Soaring Galaxy S smartphone sales have helped Samsung become the largest smartphone manufacturer in the world as well, beating Apple in the process. This was bound to have an effect over Samsung’s profits this year and the results are starting to show already in their second quarter profits.
Samsung today released a preliminary second-quarter results -- between $5.7 billion and $6.1 billion; $5.9 billion in profit is 79-percent more than the results they have achieved in the same quarter a year ago, which is an all-time high for Samsung since 2008. Final report is scheduled for July 27.
The results are stark contract to some fellow rivals: HTC reported a 57.8 percent decrease in net profits.

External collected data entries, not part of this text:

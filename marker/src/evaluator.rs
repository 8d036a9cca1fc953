//! # Submission Evaluator
//!
//! Applies a compiled [`GradingScheme`] to one student's submission.
//!
//! Every gradable line is bound to the student, compiled and handed to a
//! [`SubmissionComparator`]. Lines are scored independently and strictly
//! all-or-nothing. Student-level problems never escape this module: a missing
//! placeholder value or an unreadable submission is turned into a zero score plus
//! an [`Annotation`] on the returned [`StudentFeedback`].

use crate::binder::{VariableBinding, bind};
use crate::error::SubmissionUnavailableError;
use crate::instantiator::instantiate;
use crate::scheme::{GradableLine, GradingScheme, Task};
use crate::scorer::{lab_totals, percentage, task_totals};
use crate::template::render_text;
use crate::traits::comparator::SubmissionComparator;
use crate::types::{
    Annotation, AnnotationKind, GradingStatus, LineResult, Student, StudentFeedback, TaskResult,
};
use chrono::Utc;
use std::collections::BTreeMap;
use tracing::{debug, error, warn};

/// Prefix marking an unmet condition in line messages.
pub const MISSING_PREFIX: &str = "Missing: ";
/// Prefix for lines disabled by an uncompilable pattern.
pub const PATTERN_ERROR_PREFIX: &str = "Pattern error: ";
/// Prefix for lines of a student that could not be graded at all.
pub const NOT_GRADED_PREFIX: &str = "Not graded: ";

/// The text of one student's submission files, as handed over by the file-access layer.
#[derive(Debug, Clone, Default)]
pub struct Submission {
    files: BTreeMap<Option<String>, Result<String, SubmissionUnavailableError>>,
}

impl Submission {
    pub fn new() -> Self {
        Self::default()
    }

    /// A submission consisting of the default file only.
    pub fn single(text: impl Into<String>) -> Self {
        Self::new().with_file(None, Ok(text.into()))
    }

    pub fn with_file(
        mut self,
        file: Option<&str>,
        text: Result<String, SubmissionUnavailableError>,
    ) -> Self {
        self.insert(file, text);
        self
    }

    pub fn insert(&mut self, file: Option<&str>, text: Result<String, SubmissionUnavailableError>) {
        self.files.insert(file.map(str::to_string), text);
    }

    /// The usable text for `file`. Whitespace-only files count as unavailable.
    pub fn text_for(
        &self,
        username: &str,
        file: Option<&str>,
    ) -> Result<&str, SubmissionUnavailableError> {
        let unavailable = |reason: &str| SubmissionUnavailableError {
            username: username.to_string(),
            file: file.map(str::to_string),
            reason: reason.to_string(),
        };
        match self.files.get(&file.map(str::to_string)) {
            None => Err(unavailable("File not provided")),
            Some(Err(err)) => Err(err.clone()),
            Some(Ok(text)) if text.trim().is_empty() => Err(unavailable("Submission is empty")),
            Some(Ok(text)) => Ok(text.as_str()),
        }
    }
}

fn line_result(
    line: &GradableLine,
    binding: &VariableBinding,
    matched: bool,
    message: String,
) -> LineResult {
    LineResult {
        position: line.position,
        label: line.label(binding),
        matched,
        awarded: if matched { line.points } else { 0.0 },
        possible: line.points,
        message,
    }
}

fn evaluate_line(
    task: &Task,
    line: &GradableLine,
    binding: &VariableBinding,
    submission_lines: &[&str],
    comparator: &dyn SubmissionComparator,
) -> LineResult {
    if let Some(defect) = &line.defect {
        return line_result(line, binding, false, format!("{PATTERN_ERROR_PREFIX}{defect}"));
    }

    let matched = match instantiate(task.number, line, binding) {
        Ok(matcher) => comparator.compare(&matcher, submission_lines),
        Err(err) => {
            // Probed at compile time, so this only happens for hand-built schemes.
            warn!(error = %err, "pattern failed to compile during evaluation");
            return line_result(line, binding, false, format!("{PATTERN_ERROR_PREFIX}{}", err.message));
        }
    };

    let message = if matched {
        line.label(binding)
    } else {
        format!("{MISSING_PREFIX}{}", line.failure_message(binding))
    };
    debug!(task = task.number, line = line.position, matched, "line evaluated");
    line_result(line, binding, matched, message)
}

fn task_result(task: &Task, binding: &VariableBinding, lines: Vec<LineResult>) -> TaskResult {
    let (earned, possible) = task_totals(&lines);
    TaskResult {
        number: task.number,
        name: render_text(&task.title, binding),
        lines,
        earned,
        possible,
    }
}

/// Scores one task against the submission lines.
pub fn evaluate_task(
    task: &Task,
    binding: &VariableBinding,
    submission_lines: &[&str],
    comparator: &dyn SubmissionComparator,
) -> TaskResult {
    let lines = task
        .lines
        .iter()
        .map(|line| evaluate_line(task, line, binding, submission_lines, comparator))
        .collect();
    task_result(task, binding, lines)
}

/// A task where nothing could be checked: every line unmatched, 0 points.
fn zero_task(task: &Task, binding: &VariableBinding, prefix: &str) -> TaskResult {
    let lines = task
        .lines
        .iter()
        .map(|line| {
            let message = format!("{prefix}{}", line.failure_message(binding));
            line_result(line, binding, false, message)
        })
        .collect();
    task_result(task, binding, lines)
}

fn finish(
    scheme: &GradingScheme,
    student: &Student,
    status: GradingStatus,
    tasks: Vec<TaskResult>,
    annotations: Vec<Annotation>,
) -> StudentFeedback {
    let (earned, _) = lab_totals(&tasks);
    let possible = scheme.total_points();
    StudentFeedback {
        student: student.clone(),
        status,
        percentage: percentage(earned, possible),
        tasks,
        earned,
        possible,
        graded_at: Utc::now(),
        annotations,
    }
}

/// Feedback for a student who could not be graded at all.
pub fn skipped_feedback(
    scheme: &GradingScheme,
    student: &Student,
    annotation: Annotation,
) -> StudentFeedback {
    let binding = VariableBinding::default();
    let tasks = scheme
        .tasks
        .iter()
        .map(|task| zero_task(task, &binding, NOT_GRADED_PREFIX))
        .collect();
    finish(scheme, student, GradingStatus::Skipped, tasks, vec![annotation])
}

/// Evaluates every task of `scheme` for one student.
pub fn evaluate(
    scheme: &GradingScheme,
    student: &Student,
    submission: &Submission,
    comparator: &dyn SubmissionComparator,
) -> StudentFeedback {
    let binding = match bind(student, &scheme.placeholders()) {
        Ok(binding) => binding,
        Err(err) => {
            warn!(username = %student.username, error = %err, "skipping student");
            return skipped_feedback(
                scheme,
                student,
                Annotation {
                    kind: AnnotationKind::MissingVariable,
                    message: err.to_string(),
                },
            );
        }
    };

    let mut tasks = Vec::with_capacity(scheme.tasks.len());
    let mut annotations = Vec::new();
    let mut unavailable: Vec<Option<String>> = Vec::new();
    let mut any_available = false;

    for task in &scheme.tasks {
        match submission.text_for(&student.username, task.file.as_deref()) {
            Ok(text) => {
                any_available = true;
                let lines: Vec<&str> = text.lines().collect();
                tasks.push(evaluate_task(task, &binding, &lines, comparator));
            }
            Err(err) => {
                if !unavailable.contains(&task.file) {
                    error!(username = %student.username, error = %err, "submission unavailable");
                    annotations.push(Annotation {
                        kind: AnnotationKind::SubmissionUnavailable,
                        message: err.to_string(),
                    });
                    unavailable.push(task.file.clone());
                }
                tasks.push(zero_task(task, &binding, MISSING_PREFIX));
            }
        }
    }

    let status = if any_available {
        GradingStatus::Graded
    } else {
        GradingStatus::Skipped
    };
    finish(scheme, student, status, tasks, annotations)
}

#[cfg(test)]
mod tests {
    use super::*;
    use crate::comparators::search_comparator::SearchComparator;
    use crate::parsers::answer_key_parser::compile_scheme;

    const KEY: &str = "\
(3 Points) Router
    (1) hostname R1-{UID}
    #[DETAIL: R1 - hostname set to {UID}]
    (2) interface g0/0 &&
        ip address 10.{UID}.0.1 255.255.255.0
(2 Points) Security
    (1) enable secret
    #[FEEDBACK: enable secret is not configured]
    (1) /^line vty 0 (4|15)$/
";

    const FULL: &str = "\
line vty 0 4
 password cisco
enable secret 5 $1$abc
!
interface g0/0
 ip address 10.7.0.1   255.255.255.0
hostname R1-7
";

    fn student() -> Student {
        Student::new("jdoe", Some("7"))
    }

    fn run(text: &str) -> StudentFeedback {
        let scheme = compile_scheme(KEY).unwrap();
        evaluate(&scheme, &student(), &Submission::single(text), &SearchComparator)
    }

    #[test]
    fn test_full_submission_in_any_order_scores_everything() {
        let fb = run(FULL);
        assert_eq!(fb.status, GradingStatus::Graded);
        assert_eq!(fb.earned, 5.0);
        assert_eq!(fb.possible, 5.0);
        assert_eq!(fb.percentage, 100.0);
        assert!(fb.annotations.is_empty());
        assert_eq!(fb.tasks[0].lines[0].message, "R1 - hostname set to 7");
    }

    #[test]
    fn test_missing_one_line_loses_exactly_its_points() {
        let fb = run(&FULL.replace("enable secret 5 $1$abc\n", ""));
        assert_eq!(fb.earned, 4.0);
        let missed: Vec<_> = fb.tasks[1].missed_lines().collect();
        assert_eq!(missed.len(), 1);
        assert_eq!(missed[0].position, 1);
        assert_eq!(missed[0].message, "Missing: enable secret is not configured");
    }

    #[test]
    fn test_composite_needs_all_operands() {
        let fb = run(&FULL.replace(" ip address 10.7.0.1   255.255.255.0\n", ""));
        let line = &fb.tasks[0].lines[1];
        assert!(!line.matched);
        assert_eq!(line.awarded, 0.0);
        assert_eq!(line.possible, 2.0);
        assert_eq!(
            line.message,
            "Missing: interface g0/0 && ip address 10.7.0.1 255.255.255.0"
        );
    }

    #[test]
    fn test_other_students_values_do_not_match() {
        let fb = run(&FULL.replace("R1-7", "R1-8"));
        assert!(!fb.tasks[0].lines[0].matched);
        assert_eq!(fb.tasks[0].earned, 2.0);
    }

    #[test]
    fn test_missing_variable_skips_with_annotation() {
        let scheme = compile_scheme(KEY).unwrap();
        let fb = evaluate(
            &scheme,
            &Student::new("nouid", None),
            &Submission::single(FULL),
            &SearchComparator,
        );
        assert!(fb.is_skipped());
        assert!(fb.has_annotation(AnnotationKind::MissingVariable));
        assert!(fb.tasks.iter().all(|t| t.earned == 0.0));
        assert_eq!(fb.tasks.len(), 2);
        assert!(fb.tasks[0].lines[0].message.starts_with(NOT_GRADED_PREFIX));
    }

    #[test]
    fn test_unreadable_submission_gives_zero_feedback() {
        let scheme = compile_scheme(KEY).unwrap();
        let submission = Submission::new().with_file(
            None,
            Err(SubmissionUnavailableError {
                username: "jdoe".into(),
                file: None,
                reason: "File not found".into(),
            }),
        );
        let fb = evaluate(&scheme, &student(), &submission, &SearchComparator);
        assert!(fb.is_skipped());
        assert_eq!(fb.earned, 0.0);
        assert_eq!(fb.possible, 5.0);
        assert_eq!(fb.annotations.len(), 1);
        assert_eq!(fb.annotations[0].kind, AnnotationKind::SubmissionUnavailable);
    }

    #[test]
    fn test_empty_submission_counts_as_unavailable() {
        let fb = run("  \n\t\n");
        assert!(fb.is_skipped());
        assert!(fb.annotations[0].message.contains("Submission is empty"));
    }

    #[test]
    fn test_multi_file_partial_availability() {
        let key = "\
#[FILE: R1.txt]
(1 Points) R1
    (1) hostname R1
#[FILE: S1.txt]
(1 Points) S1
    (1) hostname S1
(1 Points) S1 vlan
    (1) vlan 10
";
        let scheme = compile_scheme(key).unwrap();
        let submission = Submission::new().with_file(Some("R1.txt"), Ok("hostname R1".into()));
        let fb = evaluate(&scheme, &student(), &submission, &SearchComparator);
        assert_eq!(fb.status, GradingStatus::Graded);
        assert_eq!(fb.earned, 1.0);
        assert_eq!(fb.possible, 3.0);
        // one annotation per unavailable file, not per task
        assert_eq!(fb.annotations.len(), 1);
        assert!(fb.annotations[0].message.contains("S1.txt"));
    }

    #[test]
    fn test_defective_line_scores_zero_without_annotation() {
        let scheme = compile_scheme("(2 Points) T\n(1) /([bad/\n(1) hostname").unwrap();
        let fb = evaluate(&scheme, &student(), &Submission::single("hostname R1"), &SearchComparator);
        assert_eq!(fb.earned, 1.0);
        assert!(fb.tasks[0].lines[0].message.starts_with(PATTERN_ERROR_PREFIX));
        assert!(fb.annotations.is_empty());
    }

    #[test]
    fn test_task_title_placeholders_are_rendered() {
        let scheme = compile_scheme("(1 Points) Router R{UID}\n(1) hostname").unwrap();
        let fb = evaluate(&scheme, &student(), &Submission::single("hostname"), &SearchComparator);
        assert_eq!(fb.tasks[0].name, "Router R7");
    }
}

Samsung sales soared, despite patent disputes all over the world, mostly with Apple, the results of which are damaging to all of us as I wrote in a recent article, and despite the fact that they only launched the Galaxy S III in the United States last month (but not at every major carrier, such as Verizon).
Great news for Samsung and for its shareholders (not much for Apple, which may be plotting its revenge as we speak) comes from outlet sales as well, which show a 40-60 percent growth, as reported. This is bound to increase even more as their top-smartphone, the Galaxy S III, hasn’t yet shown its full market potential. Samsung expects the S3 to top 10 million sales in July due to its growing popularity among smartphone fans all over the world. It seems like investing in Android was the best idea that Samsung could have had and it shows.
Excellent phone sales have helped Samsung into increasing their profits over previous quarters, by almost doubling their profit growth, with the sales of 50 million smartphones.
But it’s not great news all over, as other parts of Samsung have been affected by weak device prices and customer demand, such as consumer electronics and chip manufacturing. The Euro isn’t doing them any favors, as the economic crisis in Europe is increasing the costs for the South Korean corporation, despite the fact that Europe is Samsung’s biggest consumer electronics market.
An unnamed Samsung official said that cost cuts and price increases are under consideration if the Euro continues to follow the same slippery slope, which is showing inconsistent USD/EUR exchange rates in the recent period. The current trend is unlikely to change overnight, so we can expect Samsung to take measures in the following months.
The Shares don’t follow the Profits
Interestingly enough, Samsung shares haven’t seen the same benefits as the phone sales, as they have decreased from a May 2 high (1,410 won per share) to a 1,161 won closing price on July 6. Samsung needs to take action, as despite their record profits, their shares are not faring as well. What’s more concerning is that the falling trend is unlikely to change significantly in the upcoming period.
Injunctions granted in the United States for Samsung products, such as the Galaxy Nexus and Galaxy Tab 10.1 are showing their toll on share prices and if Samsung doesn’t manage to keep patent disputes under control the trend will continue and their shares might go down more than on June 25 (1,132 won closing price, lowest price since February).